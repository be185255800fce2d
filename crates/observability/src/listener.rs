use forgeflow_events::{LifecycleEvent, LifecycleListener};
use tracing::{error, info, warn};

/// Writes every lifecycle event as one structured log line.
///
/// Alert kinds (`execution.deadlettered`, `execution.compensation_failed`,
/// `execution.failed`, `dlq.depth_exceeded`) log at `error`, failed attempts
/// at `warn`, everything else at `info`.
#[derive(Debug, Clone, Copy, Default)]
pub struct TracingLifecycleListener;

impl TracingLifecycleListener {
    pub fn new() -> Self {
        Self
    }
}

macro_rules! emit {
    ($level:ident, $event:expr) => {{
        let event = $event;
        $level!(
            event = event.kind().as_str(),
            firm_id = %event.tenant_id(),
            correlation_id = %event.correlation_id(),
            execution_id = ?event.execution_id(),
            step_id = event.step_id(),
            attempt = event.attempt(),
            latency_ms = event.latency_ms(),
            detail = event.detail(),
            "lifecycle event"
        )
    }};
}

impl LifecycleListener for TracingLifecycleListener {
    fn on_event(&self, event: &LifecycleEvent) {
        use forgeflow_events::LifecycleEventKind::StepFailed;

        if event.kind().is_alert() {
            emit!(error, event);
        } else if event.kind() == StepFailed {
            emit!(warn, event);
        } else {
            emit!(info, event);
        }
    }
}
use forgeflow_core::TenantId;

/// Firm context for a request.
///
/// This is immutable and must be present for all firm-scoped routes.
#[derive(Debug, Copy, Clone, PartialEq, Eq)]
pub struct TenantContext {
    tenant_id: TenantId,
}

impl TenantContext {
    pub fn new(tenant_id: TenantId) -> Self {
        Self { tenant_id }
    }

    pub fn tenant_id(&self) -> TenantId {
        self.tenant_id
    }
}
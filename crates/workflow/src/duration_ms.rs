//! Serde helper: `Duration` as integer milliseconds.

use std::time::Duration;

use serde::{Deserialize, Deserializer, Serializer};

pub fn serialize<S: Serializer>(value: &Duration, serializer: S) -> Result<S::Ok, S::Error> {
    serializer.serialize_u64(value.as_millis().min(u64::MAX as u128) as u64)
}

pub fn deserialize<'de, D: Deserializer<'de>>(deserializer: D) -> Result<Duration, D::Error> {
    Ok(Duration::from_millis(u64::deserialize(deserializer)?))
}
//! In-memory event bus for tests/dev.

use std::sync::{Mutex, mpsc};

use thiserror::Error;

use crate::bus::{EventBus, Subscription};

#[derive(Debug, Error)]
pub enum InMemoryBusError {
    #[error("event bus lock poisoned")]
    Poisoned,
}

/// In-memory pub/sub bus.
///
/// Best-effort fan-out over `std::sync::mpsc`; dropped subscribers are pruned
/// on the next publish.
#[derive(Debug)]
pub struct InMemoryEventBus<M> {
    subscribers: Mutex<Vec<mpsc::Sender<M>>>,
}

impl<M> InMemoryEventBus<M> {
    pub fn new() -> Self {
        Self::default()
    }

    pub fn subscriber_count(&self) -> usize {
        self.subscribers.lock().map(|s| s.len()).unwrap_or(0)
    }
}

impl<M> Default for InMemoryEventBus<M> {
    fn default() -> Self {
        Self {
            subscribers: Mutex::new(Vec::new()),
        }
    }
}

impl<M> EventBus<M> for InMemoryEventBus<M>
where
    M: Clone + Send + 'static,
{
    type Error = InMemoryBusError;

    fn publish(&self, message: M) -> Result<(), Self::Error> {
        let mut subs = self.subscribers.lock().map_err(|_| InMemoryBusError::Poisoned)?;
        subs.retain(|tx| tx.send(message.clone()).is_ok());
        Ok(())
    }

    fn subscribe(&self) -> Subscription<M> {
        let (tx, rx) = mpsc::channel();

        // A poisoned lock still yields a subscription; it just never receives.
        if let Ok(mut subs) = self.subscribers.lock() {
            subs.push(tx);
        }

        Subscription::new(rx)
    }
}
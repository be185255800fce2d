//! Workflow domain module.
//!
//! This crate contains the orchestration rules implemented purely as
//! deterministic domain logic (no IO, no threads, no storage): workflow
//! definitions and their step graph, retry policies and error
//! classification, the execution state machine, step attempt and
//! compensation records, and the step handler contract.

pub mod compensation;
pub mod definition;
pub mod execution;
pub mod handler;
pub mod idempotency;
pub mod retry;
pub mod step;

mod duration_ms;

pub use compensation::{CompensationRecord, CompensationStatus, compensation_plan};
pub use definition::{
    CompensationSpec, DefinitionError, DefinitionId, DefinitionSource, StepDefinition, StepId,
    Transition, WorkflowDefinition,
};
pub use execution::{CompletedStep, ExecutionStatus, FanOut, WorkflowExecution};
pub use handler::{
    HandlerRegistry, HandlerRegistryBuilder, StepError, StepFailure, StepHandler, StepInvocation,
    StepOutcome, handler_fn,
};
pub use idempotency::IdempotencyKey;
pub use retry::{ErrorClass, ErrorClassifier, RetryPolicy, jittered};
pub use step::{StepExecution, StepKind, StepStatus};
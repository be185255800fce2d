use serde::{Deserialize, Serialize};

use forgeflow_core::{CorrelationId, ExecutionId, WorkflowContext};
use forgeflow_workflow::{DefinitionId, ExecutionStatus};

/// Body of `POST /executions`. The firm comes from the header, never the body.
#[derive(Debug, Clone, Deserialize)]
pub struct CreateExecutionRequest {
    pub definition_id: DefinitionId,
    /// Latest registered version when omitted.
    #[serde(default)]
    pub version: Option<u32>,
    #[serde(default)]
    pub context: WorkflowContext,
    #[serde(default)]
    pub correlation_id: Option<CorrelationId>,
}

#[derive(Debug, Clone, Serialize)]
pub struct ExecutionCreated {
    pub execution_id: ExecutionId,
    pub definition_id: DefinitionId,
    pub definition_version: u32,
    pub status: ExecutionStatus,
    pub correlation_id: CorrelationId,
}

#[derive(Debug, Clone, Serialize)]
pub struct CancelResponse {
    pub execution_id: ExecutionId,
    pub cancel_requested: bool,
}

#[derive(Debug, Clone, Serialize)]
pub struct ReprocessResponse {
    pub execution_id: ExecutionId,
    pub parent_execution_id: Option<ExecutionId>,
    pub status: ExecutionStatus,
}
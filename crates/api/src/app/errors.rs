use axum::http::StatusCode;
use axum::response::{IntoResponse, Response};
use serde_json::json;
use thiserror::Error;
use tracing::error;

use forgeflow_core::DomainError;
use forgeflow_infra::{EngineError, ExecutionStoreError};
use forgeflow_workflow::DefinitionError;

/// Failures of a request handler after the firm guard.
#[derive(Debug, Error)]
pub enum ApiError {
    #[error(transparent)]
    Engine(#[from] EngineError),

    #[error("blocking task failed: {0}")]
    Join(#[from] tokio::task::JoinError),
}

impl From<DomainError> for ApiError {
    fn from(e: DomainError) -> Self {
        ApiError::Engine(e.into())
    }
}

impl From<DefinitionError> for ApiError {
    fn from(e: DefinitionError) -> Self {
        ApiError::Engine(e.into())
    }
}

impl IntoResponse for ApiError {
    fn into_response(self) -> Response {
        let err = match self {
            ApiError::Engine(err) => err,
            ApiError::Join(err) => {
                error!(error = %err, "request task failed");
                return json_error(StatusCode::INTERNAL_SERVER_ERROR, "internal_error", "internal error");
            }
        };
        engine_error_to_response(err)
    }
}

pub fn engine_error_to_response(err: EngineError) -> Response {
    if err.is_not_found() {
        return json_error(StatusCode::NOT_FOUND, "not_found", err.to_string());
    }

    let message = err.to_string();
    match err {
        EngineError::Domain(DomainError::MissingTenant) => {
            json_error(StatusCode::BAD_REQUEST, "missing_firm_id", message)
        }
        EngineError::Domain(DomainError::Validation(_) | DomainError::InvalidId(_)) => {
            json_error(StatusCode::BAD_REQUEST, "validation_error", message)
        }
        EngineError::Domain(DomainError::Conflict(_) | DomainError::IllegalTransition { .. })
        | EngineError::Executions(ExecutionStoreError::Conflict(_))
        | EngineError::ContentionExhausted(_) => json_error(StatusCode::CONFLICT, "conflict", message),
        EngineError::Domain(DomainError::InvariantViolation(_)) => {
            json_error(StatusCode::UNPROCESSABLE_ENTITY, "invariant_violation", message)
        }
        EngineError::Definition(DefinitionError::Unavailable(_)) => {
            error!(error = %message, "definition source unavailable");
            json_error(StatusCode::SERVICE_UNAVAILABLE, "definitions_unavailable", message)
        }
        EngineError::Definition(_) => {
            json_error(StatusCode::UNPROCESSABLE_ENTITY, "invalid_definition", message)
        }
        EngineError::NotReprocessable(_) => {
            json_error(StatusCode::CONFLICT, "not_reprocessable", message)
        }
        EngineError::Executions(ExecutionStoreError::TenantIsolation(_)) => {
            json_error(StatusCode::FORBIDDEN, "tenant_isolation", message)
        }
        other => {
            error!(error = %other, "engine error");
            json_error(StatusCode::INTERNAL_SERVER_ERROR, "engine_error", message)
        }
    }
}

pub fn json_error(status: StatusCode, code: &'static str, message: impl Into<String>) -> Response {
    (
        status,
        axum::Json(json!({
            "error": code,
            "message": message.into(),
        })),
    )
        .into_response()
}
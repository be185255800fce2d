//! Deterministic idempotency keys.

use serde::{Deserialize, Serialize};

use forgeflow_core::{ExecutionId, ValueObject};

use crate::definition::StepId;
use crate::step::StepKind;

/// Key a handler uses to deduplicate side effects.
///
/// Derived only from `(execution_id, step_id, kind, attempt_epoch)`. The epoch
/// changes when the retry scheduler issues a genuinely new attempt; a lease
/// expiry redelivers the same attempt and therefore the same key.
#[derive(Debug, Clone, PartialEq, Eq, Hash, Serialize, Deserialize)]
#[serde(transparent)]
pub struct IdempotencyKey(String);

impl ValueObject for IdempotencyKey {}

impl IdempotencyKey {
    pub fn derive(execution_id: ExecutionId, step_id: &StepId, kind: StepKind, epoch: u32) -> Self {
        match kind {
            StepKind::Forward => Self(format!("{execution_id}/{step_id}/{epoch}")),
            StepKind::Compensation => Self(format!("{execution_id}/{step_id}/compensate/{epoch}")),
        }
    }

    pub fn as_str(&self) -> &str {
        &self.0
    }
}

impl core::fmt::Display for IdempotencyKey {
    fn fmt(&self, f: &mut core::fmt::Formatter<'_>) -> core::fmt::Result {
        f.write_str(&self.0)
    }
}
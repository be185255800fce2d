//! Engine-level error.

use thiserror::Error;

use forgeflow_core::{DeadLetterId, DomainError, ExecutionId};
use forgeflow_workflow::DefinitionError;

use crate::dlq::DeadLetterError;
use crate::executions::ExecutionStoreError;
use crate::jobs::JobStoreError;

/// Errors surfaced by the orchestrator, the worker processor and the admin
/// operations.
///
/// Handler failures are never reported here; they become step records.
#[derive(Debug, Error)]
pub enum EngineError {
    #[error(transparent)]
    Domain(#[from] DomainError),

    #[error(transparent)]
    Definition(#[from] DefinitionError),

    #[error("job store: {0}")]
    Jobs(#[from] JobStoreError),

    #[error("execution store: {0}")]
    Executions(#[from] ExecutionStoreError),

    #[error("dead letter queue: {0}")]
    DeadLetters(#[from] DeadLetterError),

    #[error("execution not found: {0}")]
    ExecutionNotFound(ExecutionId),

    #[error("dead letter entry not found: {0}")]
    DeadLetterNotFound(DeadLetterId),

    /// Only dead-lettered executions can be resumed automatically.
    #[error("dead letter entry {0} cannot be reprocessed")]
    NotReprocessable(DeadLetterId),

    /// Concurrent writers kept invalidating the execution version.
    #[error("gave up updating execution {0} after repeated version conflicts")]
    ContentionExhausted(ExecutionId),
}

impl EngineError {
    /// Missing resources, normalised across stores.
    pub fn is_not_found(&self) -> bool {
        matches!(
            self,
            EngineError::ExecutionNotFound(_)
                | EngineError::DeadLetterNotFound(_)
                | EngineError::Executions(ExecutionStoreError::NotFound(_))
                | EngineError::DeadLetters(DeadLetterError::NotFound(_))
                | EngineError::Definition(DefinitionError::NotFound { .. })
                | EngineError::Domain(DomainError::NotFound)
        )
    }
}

------------

- **TASK BRIEF**
Copy down every line of the material above that includes the string "DefinitionId".

- **RESULT OF THE TASK**
    CompensationSpec, DefinitionError, DefinitionId, DefinitionSource, StepDefinition, StepId,
use forgeflow_workflow::{DefinitionId, ExecutionStatus};
    pub definition_id: DefinitionId,
    pub definition_id: DefinitionId,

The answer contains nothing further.